Netroplex Internet Services, a small Los Angeles-based Internet service provider, disconnected the two accounts on this week after determining they were used to launch the attacks.
The posts were likely generated by an automated program that collected posts from other newsgroups and sent them, en masse, to the alt.religion newsgroups. Generally, the posts weren't relevant to the newsgroup subjects, and many were laced with vulgarities and pornography.
Chris Caputo, president of Altopia Corp. -- the company that provides Netroplex with its newsfeed -- said more than 10,000 forged posts were sent from Netroplex accounts beginning late Sunday.
The forged notes continued at the rate of 8 to 20 posts a minute until early Wednesday, when Netroplex policy manager Laurent Kim disconnected the second of two accounts used to launch the attack.
"We found out who the users were," said Kim. "It was two different people who walked into our office, and paid cash for their accounts."
Kim said that the individuals--- both women--- had given phony contact information. The first woman signed up with the ISP on 8 September and started sending forged articles on Sunday; the second obtained an account on Tuesday, and was disconnected a day later.
While the company is not looking into legal action, Kim said it will hand over Caller ID data from the dialup lines to any court of law that requests it. He stressed that his company is also a victim of the attack, because it has had to deal with the thousands of messages received from people around the world who are upset about the forgeries.
Since one or two people couldn't manually post all of the messages, Caputo suspects that the perpetrators wrote a program to do it. The forged articles had valid names and email addresses, and subject lines that looked appropriate for each group.
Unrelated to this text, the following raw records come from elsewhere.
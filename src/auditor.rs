use tracing::debug;

use crate::detector::LicenseDetector;
use crate::enumerator::{list_packages, DependencyLister};
use crate::error::AuditResult;
use crate::license::allowlist::AllowList;
use crate::models::{AuditReport, AuditedPackage, DependencyMode, PackageRecord, ViolationRecord};

/// Everything one audit run needs, built once at startup.
#[derive(Debug, Clone)]
pub struct AuditSettings {
    pub mode: DependencyMode,
    pub allow_list: AllowList,
    pub detector: LicenseDetector,
}

/// Enumerate dependencies and check every one against the allow-list.
///
/// Enumeration failures abort the run. License problems never do: each
/// non-compliant package becomes a [`ViolationRecord`] and auditing continues.
pub fn run(settings: &AuditSettings, lister: &dyn DependencyLister) -> AuditResult<AuditReport> {
    let records = list_packages(lister, settings.mode)?;
    Ok(audit(settings, &records))
}

pub fn audit(settings: &AuditSettings, records: &[PackageRecord]) -> AuditReport {
    let mut report = AuditReport::default();

    for record in records {
        let detection = settings.detector.detect(record);
        let compliant = settings.allow_list.permits(detection.license.as_deref());

        debug!(
            "{}: {} ({}) -> {}",
            record.name,
            detection.license.as_deref().unwrap_or("unknown"),
            detection.source,
            if compliant { "ok" } else { "violation" }
        );

        if !compliant {
            report.violations.push(ViolationRecord {
                package_name: record.name.clone(),
                detected_license: detection.license.clone(),
                install_path: record.install_path.clone(),
            });
        }

        report.packages.push(AuditedPackage {
            name: record.name.clone(),
            version: record.version.clone(),
            license: detection.license,
            source: detection.source,
            compliant,
        });
    }

    report
}
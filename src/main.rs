//! `check-licenses` — audit installed npm dependencies against a license allow-list.
//!
//! # Flow
//! 1. Parse CLI arguments ([`cli`]).
//! 2. Load the config ([`config::load_config`]) and build the allow-list and
//!    license detector from it.
//! 3. List installed packages with `npm ls --parseable` ([`enumerator`]).
//! 4. Detect each package's license and check it ([`auditor`], [`detector`],
//!    [`license`]).
//! 5. Render the requested report ([`report`]).
//! 6. Exit `0` (compliant) or `1` (at least one violation, or a fatal error).

mod auditor;
mod cli;
mod config;
mod detector;
mod enumerator;
mod error;
mod license;
mod manifest;
mod models;
mod report;

use std::time::Duration;

use anyhow::Result;
use clap::Parser;
use colored::Colorize;
use indicatif::{ProgressBar, ProgressStyle};
use tracing::Level;
use tracing_subscriber::FmtSubscriber;

use auditor::AuditSettings;
use cli::{Cli, ReportFormat};
use config::load_config;
use enumerator::npm::NpmLister;

fn main() -> Result<()> {
    let cli = Cli::parse();

    let log_level = if cli.verbose { Level::DEBUG } else { Level::WARN };
    let subscriber = FmtSubscriber::builder()
        .with_max_level(log_level)
        .with_target(false)
        .with_writer(std::io::stderr)
        .finish();
    tracing::subscriber::set_global_default(subscriber)?;

    let path = cli
        .path
        .canonicalize()
        .unwrap_or_else(|_| cli.path.clone());

    let config = load_config(&path, cli.config.as_deref())?;
    let mode = cli.mode();
    let settings = AuditSettings {
        mode,
        allow_list: config.allow_list(cli.gpl2),
        detector: config.detector(),
    };

    let npm = cli.npm.clone().unwrap_or_else(|| config.npm.command.clone());
    let lister = NpmLister::new(npm, &path);

    let interactive = !cli.quiet && cli.report == ReportFormat::Terminal;
    let spinner = interactive.then(|| {
        let pb = ProgressBar::new_spinner();
        pb.set_style(ProgressStyle::default_spinner());
        pb.set_message(format!("Listing {} dependencies…", mode));
        pb.enable_steady_tick(Duration::from_millis(100));
        pb
    });

    let result = auditor::run(&settings, &lister);

    if let Some(pb) = spinner {
        pb.finish_and_clear();
    }
    let report = result?;

    if interactive {
        eprintln!(
            "  {} npm {} packages",
            "→".cyan(),
            report.packages_checked()
        );
    }

    match cli.report {
        ReportFormat::Terminal => {
            report::terminal::render_violations(&report.violations);
            report::terminal::render(&report, &path, mode, cli.verbose, cli.quiet);
        }
        ReportFormat::Json => {
            println!(
                "{}",
                report::json::to_string(&report, mode, cli.gpl2, settings.allow_list.licenses())?
            );
        }
    }

    if !report.is_compliant() {
        std::process::exit(report.exit_code());
    }

    Ok(())
}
But the body of each message contained an old news posting, often with pornographic content.
The spam attack prevented actual conversation on many newsgroups, since it was difficult to distinguish which of the messages were real.
The forgeries could also come back to haunt the people whose identities were used on the postings. DejaNews, which provides a way to read and post to approximately 15,000 Usenet newsgroups, has a popular tool called "Author Profile" that displays a list of all articles that a user has posted, and may include some of the forged posts.
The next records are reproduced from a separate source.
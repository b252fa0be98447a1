use std::path::{Path, PathBuf};
use std::process::Command;

use tracing::{debug, warn};

use super::{parse_listing, DependencyLister};
use crate::error::{AuditError, AuditResult};
use crate::models::DependencyMode;

/// Default npm executable for the current platform.
pub fn default_command() -> String {
    if cfg!(windows) {
        "npm.cmd".to_string()
    } else {
        "npm".to_string()
    }
}

/// Lists installed packages with `npm ls --parseable --all`.
pub struct NpmLister {
    command: String,
    project_dir: PathBuf,
}

impl NpmLister {
    pub fn new(command: impl Into<String>, project_dir: &Path) -> Self {
        Self {
            command: command.into(),
            project_dir: project_dir.to_path_buf(),
        }
    }

    /// Arguments passed to npm for `mode`.
    pub fn args(mode: DependencyMode) -> Vec<&'static str> {
        let mut args = vec!["ls", "--parseable", "--all"];
        match mode {
            DependencyMode::Production => args.push("--prod"),
            DependencyMode::Development => args.push("--dev"),
            DependencyMode::Both => {}
        }
        args
    }
}

impl DependencyLister for NpmLister {
    fn list(&self, mode: DependencyMode) -> AuditResult<Vec<PathBuf>> {
        let args = Self::args(mode);
        debug!("running {} {}", self.command, args.join(" "));

        let output = Command::new(&self.command)
            .args(&args)
            .current_dir(&self.project_dir)
            .output()
            .map_err(|source| AuditError::Spawn {
                command: format!("{} {}", self.command, args.join(" ")),
                source,
            })?;

        let paths = parse_listing(&String::from_utf8_lossy(&output.stdout));
        if output.status.success() {
            return Ok(paths);
        }

        let stderr = String::from_utf8_lossy(&output.stderr).trim().to_string();
        if paths.is_empty() {
            return Err(AuditError::ListingFailed {
                command: format!("{} {}", self.command, args.join(" ")),
                status: output.status,
                stderr,
            });
        }

        // npm exits non-zero for extraneous or missing packages but still
        // prints the listing.
        warn!("`{} ls` exited with {}: {}", self.command, output.status, stderr);
        Ok(paths)
    }
}

#[cfg(test)]
mod tests {
    use super::*;

    #[test]
    fn test_args_per_mode() {
        assert_eq!(NpmLister::args(DependencyMode::Both), ["ls", "--parseable", "--all"]);
        assert_eq!(
            NpmLister::args(DependencyMode::Production),
            ["ls", "--parseable", "--all", "--prod"]
        );
        assert_eq!(
            NpmLister::args(DependencyMode::Development),
            ["ls", "--parseable", "--all", "--dev"]
        );
    }

    #[cfg(unix)]
    fn fake_npm(dir: &Path, body: &str) -> String {
        use std::os::unix::fs::PermissionsExt;

        let path = dir.join("npm");
        std::fs::write(&path, format!("#!/bin/sh\n{body}\n")).unwrap();
        std::fs::set_permissions(&path, std::fs::Permissions::from_mode(0o755)).unwrap();
        path.display().to_string()
    }

    #[cfg(unix)]
    #[test]
    fn test_failed_empty_listing_is_error() {
        let dir = tempfile::TempDir::new().unwrap();
        let npm = fake_npm(dir.path(), "echo 'ENOENT: no package.json' >&2\nexit 254");

        let err = NpmLister::new(npm, dir.path())
            .list(DependencyMode::Both)
            .unwrap_err();
        assert!(matches!(err, AuditError::ListingFailed { .. }));
        assert!(err.to_string().contains("ENOENT: no package.json"));
    }

    #[cfg(unix)]
    #[test]
    fn test_failed_listing_with_output_is_kept() {
        let dir = tempfile::TempDir::new().unwrap();
        let npm = fake_npm(dir.path(), "echo /app/node_modules/a\nexit 1");

        let paths = NpmLister::new(npm, dir.path())
            .list(DependencyMode::Both)
            .unwrap();
        assert_eq!(paths, vec![PathBuf::from("/app/node_modules/a")]);
    }

    #[cfg(unix)]
    #[test]
    fn test_successful_empty_listing_is_ok() {
        let dir = tempfile::TempDir::new().unwrap();
        let npm = fake_npm(dir.path(), "exit 0");

        let paths = NpmLister::new(npm, dir.path())
            .list(DependencyMode::Both)
            .unwrap();
        assert!(paths.is_empty());
    }

    #[test]
    fn test_missing_binary_is_spawn_error() {
        let lister = NpmLister::new("check-licenses-no-such-npm", Path::new("."));
        assert!(matches!(
            lister.list(DependencyMode::Both),
            Err(AuditError::Spawn { .. })
        ));
    }
}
Most of the forged posts never made it to DejaNews' archives, according to David Wilson, the company's vice president of marketing.
"We have several layers of spam filtering, and we caught several thousand of those things--- actually, a few thousand at a time, from what I'm told," Wilson said.
According to Wilson, the company used a combination of technologies to rid their archive of spam.
"I can't tell you how the filters work, because if I did, then whoever posted the forgeries would be able to find a workaround," Wilson said. "It's a cat-and-mouse game."
As for the inevitable remaining forgeries in the archive, Wilson said, "A user always has the ability to delete a message from the archive that was posted under their identity. And so if this forger posted something under someone else's identity, they can come to our site and nuke that article."
"Lots of my posts have shown up, under different names and titles, on alt.religion.christian, alt.religion.islam, alt.religion.mormon, alt.religion.wicca, alt.atheism, sci.philosophy.meta," said Greg Ford, a regular poster to alt.religion.angels.
It got so bad that many of the regulars of alt.religion.wicca started signing their posts using encryption software as a means of verifying their identity.
Although the attacks targeted religious newsgroups, the motives of the forgers are unknown.
Some sources said it could be a prank orchestrated by critics of Caputo's Altopia news service, disliked by some for what they say is a lenient policy on spammers and other Net-abusers. The prospect of a mass boycott has been debated for some time on news.admin.net-abuse.usenet, and an Aug. 29 post suggests the possibility of launching a rogue attack from Altopia.